Demon Slayer the Movie: Mugen Train review – an anime fever dream

Good, bad and powerful spells collide in this impressively animated romp that inspires touching reflections on life suspended

If, like me, you have not watched the hit 2019 Japanese TV series Demon Slayer: Kimetsu no Yaiba, let alone read the manga series it was based on, then you may struggle somewhat to understand exactly what’s going on in this feature-length instalment in the saga. But even if you don’t dive into Google to work out the backstory, it’s not that hard get the hang of; or at least who are the slayers and who are the demons.

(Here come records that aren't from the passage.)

//! Page-by-page iteration over paginated endpoints.

use std::marker::PhantomData;

use crate::error::Result;
use crate::types::Page;

/// Iterator that fetches successive pages with `limit`/`offset` parameters.
///
/// The offset advances by the number of items each page returned. Iteration
/// stops after the last page, after an empty page, or after yielding the
/// first error.
///
/// # Example
///
/// ```no_run
/// use ulule_core::{Credentials, UluleClient};
///
/// # fn example() -> ulule_core::Result<()> {
/// let client = UluleClient::new(Credentials::access_token("token"));
/// for page in client.project_supporter_pages(31458, 50) {
///     for supporter in page?.items {
///         println!("{:?}", supporter.username);
///     }
/// }
/// # Ok(())
/// # }
/// ```
pub struct PageIter<T, F> {
    fetch: F,
    limit: u32,
    offset: u32,
    done: bool,
    _item: PhantomData<fn() -> T>,
}

impl<T, F> PageIter<T, F>
where
    F: FnMut(u32, u32) -> Result<Page<T>>,
{
    /// `fetch` receives `(limit, offset)` for each page.
    pub fn new(limit: u32, fetch: F) -> Self {
        Self {
            fetch,
            limit,
            offset: 0,
            done: false,
            _item: PhantomData,
        }
    }
}

impl<T, F> Iterator for PageIter<T, F>
where
    F: FnMut(u32, u32) -> Result<Page<T>>,
{
    type Item = Result<Page<T>>;

    fn next(&mut self) -> Option<Self::Item> {
        if self.done {
            return None;
        }

        match (self.fetch)(self.limit, self.offset) {
            Ok(page) => {
                let fetched = u32::try_from(page.items.len()).unwrap_or(u32::MAX);
                self.offset = self.offset.saturating_add(fetched);
                self.done = page.last_page || page.items.is_empty();
                Some(Ok(page))
            }
            Err(err) => {
                self.done = true;
                Some(Err(err))
            }
        }
    }
}
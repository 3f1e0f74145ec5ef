//! Error types for the Ulule API client.
//!
//! # Design
//! `HttpStatus` covers every non-200 response, 404 included, and keeps the raw
//! status code and body for debugging. `NotFound` is reserved for lookups the
//! client resolves itself (scanning a project list for a slug), and
//! `InvalidArgument` is raised before any request leaves the process.

use thiserror::Error;

/// A specialized `Result` type for Ulule API operations.
pub type Result<T> = std::result::Result<T, ApiError>;

/// Errors returned by `UluleClient` accessors.
#[derive(Debug, Error)]
pub enum ApiError {
    /// The request never produced a response (DNS, connect, TLS, I/O).
    #[error("transport error: {0}")]
    Transport(String),

    /// The request did not complete within the configured timeout.
    #[error("request timed out")]
    Timeout,

    /// The server answered with a status other than 200.
    #[error("HTTP {status}: {body}")]
    HttpStatus { status: u16, body: String },

    /// The response body was not the JSON document we expected.
    #[error("decode error: {0}")]
    Decode(#[from] serde_json::Error),

    /// No project matched the requested slug or id.
    #[error("not found: {0}")]
    NotFound(String),

    /// A caller-supplied argument was rejected before any network call.
    #[error("invalid argument: {0}")]
    InvalidArgument(String),

    /// Client configuration could not be loaded.
    #[error("configuration error: {0}")]
    Config(String),
}

impl ApiError {
    /// HTTP status carried by this error, if the server produced one.
    pub fn status(&self) -> Option<u16> {
        match self {
            ApiError::HttpStatus { status, .. } => Some(*status),
            _ => None,
        }
    }

    /// Returns `true` for 4xx responses and arguments rejected locally.
    pub fn is_client_error(&self) -> bool {
        match self {
            ApiError::HttpStatus { status, .. } => (400..500).contains(status),
            ApiError::InvalidArgument(_) | ApiError::Config(_) => true,
            _ => false,
        }
    }

    /// Returns `true` for 5xx responses.
    pub fn is_server_error(&self) -> bool {
        matches!(self, ApiError::HttpStatus { status, .. } if *status >= 500)
    }
}
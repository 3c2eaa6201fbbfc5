//! Streaming download with a hard byte ceiling (spec.md §4.1, §3 invariant,
//! §8 testable properties). Used both for inbound attachment intake (C4
//! stage 15) and for re-fetching remote media before upload (C5).
//!
//! The whole-body convenience read (`Response::bytes()`) is forbidden here:
//! chunks are accumulated one at a time so an over-limit body is detected
//! and the stream cancelled before the limit is meaningfully exceeded.

use futures_util::StreamExt;
use thiserror::Error;

#[derive(Debug, Error)]
pub enum DownloadError {
    #[error("payload too large: exceeds {max_bytes} bytes")]
    PayloadTooLarge { max_bytes: u64 },
    #[error("download request failed: {0}")]
    Request(#[from] reqwest::Error),
}

pub struct DownloadedContent {
    pub buffer: Vec<u8>,
    pub content_type: Option<String>,
}

/// Perform a streaming GET against `url`, enforcing `max_bytes`.
///
/// 1. If `Content-Length` is present and exceeds `max_bytes`, fail without
///    reading any of the body.
/// 2. Otherwise accumulate chunks; the moment `accumulated + chunk.len() >
///    max_bytes`, stop pulling further chunks and fail.
pub async fn download_limited(
    client: &reqwest::Client,
    url: &str,
    max_bytes: u64,
    bearer: Option<&str>,
) -> Result<DownloadedContent, DownloadError> {
    let mut req = client.get(url);
    if let Some(token) = bearer {
        req = req.bearer_auth(token);
    }
    let response = req.send().await?;

    if let Some(len) = response.content_length() {
        if len > max_bytes {
            return Err(DownloadError::PayloadTooLarge { max_bytes });
        }
    }

    let content_type = response
        .headers()
        .get(reqwest::header::CONTENT_TYPE)
        .and_then(|v| v.to_str().ok())
        .map(str::to_string);

    let mut buffer: Vec<u8> = Vec::new();
    let mut stream = response.bytes_stream();

    while let Some(chunk) = stream.next().await {
        let chunk = chunk?;
        if (buffer.len() as u64) + (chunk.len() as u64) > max_bytes {
            // Drop the stream handle now: no further chunks are pulled.
            drop(stream);
            return Err(DownloadError::PayloadTooLarge { max_bytes });
        }
        buffer.extend_from_slice(&chunk);
    }

    Ok(DownloadedContent {
        buffer,
        content_type,
    })
}
//! Top-level error unification for status-sink reporting (SPEC_FULL.md §3).
//! Never constructed for expected control flow — pipeline stages drop
//! silently rather than propagate an `Err`.

use thiserror::Error;

use crate::auth::AuthError;
use crate::cache::CacheError;
use crate::grouplog::GroupLogError;
use crate::platform::PlatformError;

#[derive(Debug, Error)]
pub enum BridgeError {
    #[error(transparent)]
    Auth(#[from] AuthError),
    #[error(transparent)]
    Platform(#[from] PlatformError),
    #[error(transparent)]
    Cache(#[from] CacheError),
    #[error(transparent)]
    GroupLog(#[from] GroupLogError),
}
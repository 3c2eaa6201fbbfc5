//! `ChatId` normalization (spec.md §3 ChatId, §4.7 `normalizeTarget`/`parseTarget`).

const STRIP_PREFIXES: &[&str] = &[
    "ringcentral:",
    "rc:",
    "chat:",
    "user:",
    "group:",
    "team:",
];

/// Trim whitespace and iteratively strip one of the recognized prefixes
/// until none remain. Returns `None` for an empty result.
pub fn normalize_target(raw: &str) -> Option<String> {
    let mut s = raw.trim().to_string();
    if s.is_empty() {
        return None;
    }
    loop {
        let lower = s.to_ascii_lowercase();
        let matched = STRIP_PREFIXES.iter().find(|p| lower.starts_with(*p));
        match matched {
            Some(prefix) => {
                s = s[prefix.len()..].to_string();
                let trimmed = s.trim();
                if trimmed.is_empty() {
                    return None;
                }
                s = trimmed.to_string();
            }
            None => break,
        }
    }
    if s.is_empty() { None } else { Some(s) }
}

#[derive(Debug, Clone, Copy, PartialEq, Eq)]
pub enum TargetKind {
    Chat,
    User,
    Unknown,
}

/// Classify a raw routing target (spec.md §4.7 `parseTarget`).
pub fn parse_target(raw: &str) -> (TargetKind, String) {
    let trimmed = raw.trim();
    let lower = trimmed.to_ascii_lowercase();
    for prefix in ["chat:", "group:", "team:"] {
        if lower.starts_with(prefix) {
            return (TargetKind::Chat, trimmed[prefix.len()..].to_string());
        }
    }
    if let Some(rest) = trimmed.strip_prefix("user:").or_else(|| {
        lower.starts_with("user:").then(|| &trimmed[5..])
    }) {
        return (TargetKind::User, rest.to_string());
    }
    if !trimmed.is_empty() && trimmed.chars().all(|c| c.is_ascii_digit()) {
        return (TargetKind::Chat, trimmed.to_string());
    }
    (TargetKind::Unknown, trimmed.to_string())
}
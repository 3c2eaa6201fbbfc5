//! Agent runtime seam (SPEC_FULL.md §1 out-of-scope collaborators): session
//! keying, mention gating, command authorization, text chunking, the media
//! toolkit, and buffered-block reply dispatch all live on the host process
//! that embeds this crate. We model the boundary as a trait plus a test
//! double so the Inbound Pipeline and Outbound Delivery are exercisable
//! without a real runtime attached.

use async_trait::async_trait;

use crate::core::config::ChunkMode;
use crate::model::{Envelope, Mention, PeerKind, ReplyPayload};
use crate::platform::DownloadedContent;

/// Inputs to the mention-gating decision (spec.md §4.4 stage 14).
pub struct MentionGateContext {
    pub require_mention: bool,
    pub was_mentioned: bool,
    pub has_any_mention: bool,
    pub has_control_command: bool,
    pub command_authorized: bool,
}

/// A parsed slash/control command (spec.md §4.4 stage 13).
pub struct CommandInfo {
    pub body: String,
    pub is_control: bool,
}

/// Error surface for the media toolkit (save-to-disk side of attachment
/// intake) and for the runtime's own remote-media fetch.
#[derive(Debug, thiserror::Error)]
pub enum RuntimeError {
    #[error("media toolkit i/o error: {0}")]
    Io(String),
    #[error("media fetch failed: {0}")]
    Fetch(String),
}

/// The seam between this crate's CORE and the host agent process.
#[async_trait]
pub trait AgentRuntime: Send + Sync {
    /// Derive a stable session key for `channel="ringcentral"` + account + peer
    /// (spec.md §4.4 stage 9).
    fn session_key(&self, channel: &str, account_id: &str, peer_kind: PeerKind, peer_id: &str) -> String;

    /// Detect and split a leading command invocation, if any.
    fn parse_command(&self, text: &str) -> Option<CommandInfo>;

    /// Whether any mention in `mentions` identifies the bot (by
    /// `bot_extension_id` when known).
    fn has_any_mention(&self, mentions: &[Mention], bot_extension_id: Option<&str>) -> bool;

    /// The mention-gating decision: `true` admits the event to dispatch.
    fn mention_gate(&self, ctx: &MentionGateContext) -> bool;

    /// Split `text` into chunks no longer than `limit`, honoring `mode`.
    fn chunk_text(&self, text: &str, limit: usize, mode: ChunkMode) -> Vec<String>;

    /// Persist already-downloaded bytes and return `(media_path, media_type)`.
    async fn save_media(
        &self,
        account_id: &str,
        bytes: Vec<u8>,
        content_type: Option<&str>,
    ) -> Result<(String, String), RuntimeError>;

    /// Re-fetch a reply's outbound media URL, honoring `max_bytes`. This is
    /// the runtime's own fetch, deliberately separate from the Platform
    /// Client: `media_urls` names a host the agent runtime chose, not
    /// RingCentral, so the platform bearer token must never be attached to
    /// this request (spec.md §4.5 step 2).
    async fn fetch_media(&self, url: &str, max_bytes: u64) -> Result<DownloadedContent, RuntimeError>;

    /// Hand the constructed envelope to the agent; returns the buffered
    /// block(s) of replies to deliver in order (spec.md §4.4 stage 19).
    async fn handle(&self, envelope: Envelope) -> Vec<ReplyPayload>;
}

/// Minimal in-process test double: chunks deterministically, never rejects a
/// mention, and echoes the envelope body back as a single reply. Lets the
/// Inbound Pipeline and Outbound Delivery be exercised end-to-end without a
/// real agent process.
pub struct NullAgentRuntime;

#[async_trait]
impl AgentRuntime for NullAgentRuntime {
    fn session_key(&self, channel: &str, account_id: &str, peer_kind: PeerKind, peer_id: &str) -> String {
        format!("{channel}:{account_id}:{}:{peer_id}", peer_kind.as_str())
    }

    fn parse_command(&self, text: &str) -> Option<CommandInfo> {
        let trimmed = text.trim();
        trimmed.strip_prefix('/').map(|rest| CommandInfo {
            body: rest.to_string(),
            is_control: rest.split_whitespace().next().unwrap_or_default() == "stop",
        })
    }

    fn has_any_mention(&self, mentions: &[Mention], bot_extension_id: Option<&str>) -> bool {
        match bot_extension_id {
            Some(id) => mentions.iter().any(|m| m.id == id),
            None => !mentions.is_empty(),
        }
    }

    fn mention_gate(&self, ctx: &MentionGateContext) -> bool {
        if !ctx.require_mention {
            return true;
        }
        if ctx.has_control_command && ctx.command_authorized {
            return true;
        }
        ctx.was_mentioned || ctx.has_any_mention
    }

    fn chunk_text(&self, text: &str, limit: usize, mode: ChunkMode) -> Vec<String> {
        if text.len() <= limit {
            return vec![text.to_string()];
        }
        match mode {
            ChunkMode::Length => text
                .as_bytes()
                .chunks(limit)
                .map(|c| String::from_utf8_lossy(c).into_owned())
                .collect(),
            ChunkMode::Newline => {
                let mut chunks = Vec::new();
                let mut current = String::new();
                for line in text.split('\n') {
                    if !current.is_empty() && current.len() + line.len() + 1 > limit {
                        chunks.push(std::mem::take(&mut current));
                    }
                    if !current.is_empty() {
                        current.push('\n');
                    }
                    current.push_str(line);
                    while current.len() > limit {
                        let (head, tail) = current.split_at(limit);
                        chunks.push(head.to_string());
                        current = tail.to_string();
                    }
                }
                if !current.is_empty() {
                    chunks.push(current);
                }
                chunks
            }
        }
    }

    async fn save_media(
        &self,
        account_id: &str,
        bytes: Vec<u8>,
        content_type: Option<&str>,
    ) -> Result<(String, String), RuntimeError> {
        let dir = std::env::temp_dir().join("ringcentral-bridge").join(account_id);
        tokio::fs::create_dir_all(&dir)
            .await
            .map_err(|e| RuntimeError::Io(e.to_string()))?;
        let path = dir.join(format!("{}.bin", uuid_like()));
        tokio::fs::write(&path, &bytes)
            .await
            .map_err(|e| RuntimeError::Io(e.to_string()))?;
        Ok((
            path.to_string_lossy().into_owned(),
            content_type.unwrap_or("application/octet-stream").to_string(),
        ))
    }

    async fn handle(&self, envelope: Envelope) -> Vec<ReplyPayload> {
        vec![ReplyPayload {
            text: Some(envelope.body),
            media_urls: Vec::new(),
        }]
    }

    async fn fetch_media(&self, url: &str, max_bytes: u64) -> Result<DownloadedContent, RuntimeError> {
        let client = reqwest::Client::new();
        crate::platform::download::download_limited(&client, url, max_bytes, None)
            .await
            .map_err(|e| RuntimeError::Fetch(e.to_string()))
    }
}

fn uuid_like() -> String {
    use std::time::{SystemTime, UNIX_EPOCH};
    let nanos = SystemTime::now()
        .duration_since(UNIX_EPOCH)
        .map(|d| d.as_nanos())
        .unwrap_or_default();
    format!("{nanos:x}")
}

#[cfg(test)]
mod tests {
    use super::*;

    #[test]
    fn parse_command_detects_stop_as_control() {
        let runtime = NullAgentRuntime;
        let cmd = runtime.parse_command("/stop now").unwrap();
        assert!(cmd.is_control);
        assert_eq!(cmd.body, "stop now");
    }

    #[test]
    fn non_command_text_has_no_command() {
        let runtime = NullAgentRuntime;
        assert!(runtime.parse_command("hello").is_none());
    }

    #[test]
    fn mention_gate_requires_mention_when_configured() {
        let runtime = NullAgentRuntime;
        let ctx = MentionGateContext {
            require_mention: true,
            was_mentioned: false,
            has_any_mention: false,
            has_control_command: false,
            command_authorized: false,
        };
        assert!(!runtime.mention_gate(&ctx));
    }

    #[test]
    fn mention_gate_admits_when_not_required() {
        let runtime = NullAgentRuntime;
        let ctx = MentionGateContext {
            require_mention: false,
            was_mentioned: false,
            has_any_mention: false,
            has_control_command: false,
            command_authorized: false,
        };
        assert!(runtime.mention_gate(&ctx));
    }

    #[test]
    fn chunk_text_by_length_respects_limit() {
        let runtime = NullAgentRuntime;
        let text = "a".repeat(10);
        let chunks = runtime.chunk_text(&text, 4, ChunkMode::Length);
        assert_eq!(chunks.len(), 3);
        assert!(chunks.iter().all(|c| c.len() <= 4));
    }

    #[test]
    fn chunk_text_under_limit_is_single_chunk() {
        let runtime = NullAgentRuntime;
        let chunks = runtime.chunk_text("short", 100, ChunkMode::Length);
        assert_eq!(chunks, vec!["short".to_string()]);
    }
}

The good guy slayers have huge eyes, albeit ones with weird polygonal shapes and strangely coloured irises, while the evil demons often have kanji characters where their pupils should be, as well as shapeshifting abilities. The latter also have hard-to-define but distinctly “villainous” voices, while the good guys tend to speak in a staccato, declamatory fashion, prone to awkward enunciations such as: “While this our first time meeting, I already dislike you.”

Either way, the animation is fantastic, a superb blend of classic anime character design supplemented by CGI effects and swooping camera work. The action, like South Korean features Snowpiercer or Train to Busan, takes place mostly on a train where the demon slayers – brunette, magenta-eyed hero Tanjiro Kamado, his tame demon sister Nezuko, blond pretty boy Zenitsu Agatsuma and shouty half-man-half-boar Inosuke Hashibira – come to find a slaying master Kyojuro, who has unique fire-adjacent properties. But just as the ensemble are getting to know each other, they are sent into sleep comas by a powerful demon and his bewitched child demons. In his dreams, Tanjiro meets his family once again – the ones who were killed by demons in the TV series – and the others have similar reveries, compelling them to decide which reality they want to live in.

Squint a bit, relax your mind and you might find in it a touching allegory that accidentally corresponds to our own, collective emergence from the oneiric, mesmeric lull of lockdown life, in which sleeping too much and dreaming about dead loved ones could have become the new going out.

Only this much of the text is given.